- _Brief_:
In the records below, find the line containing "caller; a parameterized" and retype it and every line after it exactly, adding nothing.
· · · · ·
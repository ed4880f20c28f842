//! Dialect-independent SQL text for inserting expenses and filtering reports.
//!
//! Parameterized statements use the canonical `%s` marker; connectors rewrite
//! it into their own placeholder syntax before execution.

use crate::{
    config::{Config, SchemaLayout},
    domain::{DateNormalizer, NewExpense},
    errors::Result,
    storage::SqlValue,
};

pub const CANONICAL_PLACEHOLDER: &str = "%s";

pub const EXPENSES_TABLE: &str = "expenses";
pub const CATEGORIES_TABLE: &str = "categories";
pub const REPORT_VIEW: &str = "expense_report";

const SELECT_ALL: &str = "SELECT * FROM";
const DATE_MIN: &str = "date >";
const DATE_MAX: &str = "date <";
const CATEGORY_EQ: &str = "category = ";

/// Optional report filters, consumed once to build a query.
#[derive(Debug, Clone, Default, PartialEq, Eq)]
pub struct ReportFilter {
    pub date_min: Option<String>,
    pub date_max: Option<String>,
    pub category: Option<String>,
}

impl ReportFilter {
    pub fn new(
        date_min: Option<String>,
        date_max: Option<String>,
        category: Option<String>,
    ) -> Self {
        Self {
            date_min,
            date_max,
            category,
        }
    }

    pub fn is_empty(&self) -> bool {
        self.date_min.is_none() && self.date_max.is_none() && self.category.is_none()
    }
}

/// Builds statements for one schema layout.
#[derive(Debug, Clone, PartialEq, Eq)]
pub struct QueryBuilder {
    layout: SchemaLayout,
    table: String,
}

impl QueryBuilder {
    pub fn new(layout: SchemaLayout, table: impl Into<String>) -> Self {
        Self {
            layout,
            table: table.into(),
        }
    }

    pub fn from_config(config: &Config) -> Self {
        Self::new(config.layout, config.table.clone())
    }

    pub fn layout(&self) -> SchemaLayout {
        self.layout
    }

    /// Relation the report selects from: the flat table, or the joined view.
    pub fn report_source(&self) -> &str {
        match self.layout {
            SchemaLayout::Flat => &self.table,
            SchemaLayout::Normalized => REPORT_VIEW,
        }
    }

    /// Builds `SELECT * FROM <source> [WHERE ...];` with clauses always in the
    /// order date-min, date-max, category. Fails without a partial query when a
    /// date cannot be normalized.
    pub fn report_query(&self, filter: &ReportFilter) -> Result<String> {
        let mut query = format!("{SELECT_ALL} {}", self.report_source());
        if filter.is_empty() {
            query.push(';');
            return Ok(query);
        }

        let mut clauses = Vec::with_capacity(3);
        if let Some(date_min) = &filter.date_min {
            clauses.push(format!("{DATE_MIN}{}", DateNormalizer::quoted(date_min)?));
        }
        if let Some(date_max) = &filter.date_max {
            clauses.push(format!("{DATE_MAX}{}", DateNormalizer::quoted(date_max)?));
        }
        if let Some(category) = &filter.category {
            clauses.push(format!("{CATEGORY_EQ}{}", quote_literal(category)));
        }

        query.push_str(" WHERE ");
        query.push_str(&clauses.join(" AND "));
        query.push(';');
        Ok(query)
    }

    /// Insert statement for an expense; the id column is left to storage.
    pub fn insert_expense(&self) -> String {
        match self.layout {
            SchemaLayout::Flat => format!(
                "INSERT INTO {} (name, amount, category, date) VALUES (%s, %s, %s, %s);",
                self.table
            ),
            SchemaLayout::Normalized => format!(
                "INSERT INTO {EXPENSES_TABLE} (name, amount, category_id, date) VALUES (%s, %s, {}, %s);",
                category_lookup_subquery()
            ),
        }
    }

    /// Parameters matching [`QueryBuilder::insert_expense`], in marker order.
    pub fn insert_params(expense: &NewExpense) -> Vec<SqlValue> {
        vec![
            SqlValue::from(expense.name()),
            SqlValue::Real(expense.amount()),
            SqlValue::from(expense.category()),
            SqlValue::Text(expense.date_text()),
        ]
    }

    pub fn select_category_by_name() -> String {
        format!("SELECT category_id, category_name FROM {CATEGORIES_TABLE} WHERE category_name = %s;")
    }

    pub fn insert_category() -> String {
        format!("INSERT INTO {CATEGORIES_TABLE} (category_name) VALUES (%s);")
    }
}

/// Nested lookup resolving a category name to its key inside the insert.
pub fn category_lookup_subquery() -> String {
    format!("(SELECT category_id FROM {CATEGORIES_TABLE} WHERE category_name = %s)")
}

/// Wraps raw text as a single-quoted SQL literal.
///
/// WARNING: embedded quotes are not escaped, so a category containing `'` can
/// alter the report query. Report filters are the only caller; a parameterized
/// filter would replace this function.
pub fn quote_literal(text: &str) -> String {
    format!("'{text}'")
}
· · · · ·
- _Exercise answer_:
/// alter the report query. Report filters are the only caller; a parameterized
/// filter would replace this function.
pub fn quote_literal(text: &str) -> String {
    format!("'{text}'")
}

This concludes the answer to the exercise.